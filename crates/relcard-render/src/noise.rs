//! Film-grain overlay built from one small random tile.

use relcard_spec::NoiseLevel;
use tiny_skia::Pixmap;

use crate::rng::RandomSource;
use crate::surface::{Surface, SurfaceError};

/// Per-level grain settings.
#[derive(Debug, Clone, Copy, PartialEq)]
pub struct GrainSettings {
    /// Scales the intensity ceiling.
    pub multiplier: f64,
    /// Tile alpha on a 0-255 scale.
    pub alpha: u8,
}

impl GrainSettings {
    pub fn for_level(level: NoiseLevel) -> Self {
        match level {
            NoiseLevel::Low => Self {
                multiplier: 0.5,
                alpha: 15,
            },
            NoiseLevel::Medium => Self {
                multiplier: 1.0,
                alpha: 30,
            },
            NoiseLevel::High => Self {
                multiplier: 2.0,
                alpha: 40,
            },
        }
    }
}

/// Tile dimensions: each axis divided by a random 7..=11, never below 1.
pub fn noise_tile_size(rng: &mut dyn RandomSource, width: u32, height: u32) -> (u32, u32) {
    let mut axis = |length: u32| {
        let divisor = rng.below(5) as u32 + 7;
        (length / divisor).max(1)
    };
    let tile_width = axis(width);
    let tile_height = axis(height);
    (tile_width, tile_height)
}

/// Build a grayscale tile and repeat it over the whole surface.
///
/// Cost is proportional to the tile, not the canvas.
pub fn generate_noise(
    surface: &mut Surface,
    rng: &mut dyn RandomSource,
    level: NoiseLevel,
) -> Result<(), SurfaceError> {
    let (width, height) = (surface.width(), surface.height());
    let (tile_width, tile_height) = noise_tile_size(rng, width, height);
    let settings = GrainSettings::for_level(level);
    let area = (f64::from(width) / 100.0) * (f64::from(height) / 100.0);

    let mut tile = Pixmap::new(tile_width, tile_height).ok_or(SurfaceError::InvalidDimensions {
        width: tile_width,
        height: tile_height,
    })?;

    let alpha = u32::from(settings.alpha);
    for pixel in tile.data_mut().chunks_exact_mut(4) {
        let sample = rng.next_f64();
        let band = (rng.next_f64() * 3.0 + 1.0).floor();
        let ceiling = (area * band * settings.multiplier).min(256.0);
        let intensity = (sample * ceiling).floor() as u32;

        // Stored premultiplied.
        let value = (intensity.min(255) * alpha / 255) as u8;
        pixel.copy_from_slice(&[value, value, value, settings.alpha]);
    }

    log::debug!("noise tile {tile_width}x{tile_height} at level {level}");
    surface.fill_tiled(&tile);
    Ok(())
}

..........

ABOUT THIS EXERCISE: Search the entries for the word "intensity" and copy every line that has it.

EXERCISE RESULT:
    /// Scales the intensity ceiling.
        let intensity = (sample * ceiling).floor() as u32;
        let value = (intensity.min(255) * alpha / 255) as u8;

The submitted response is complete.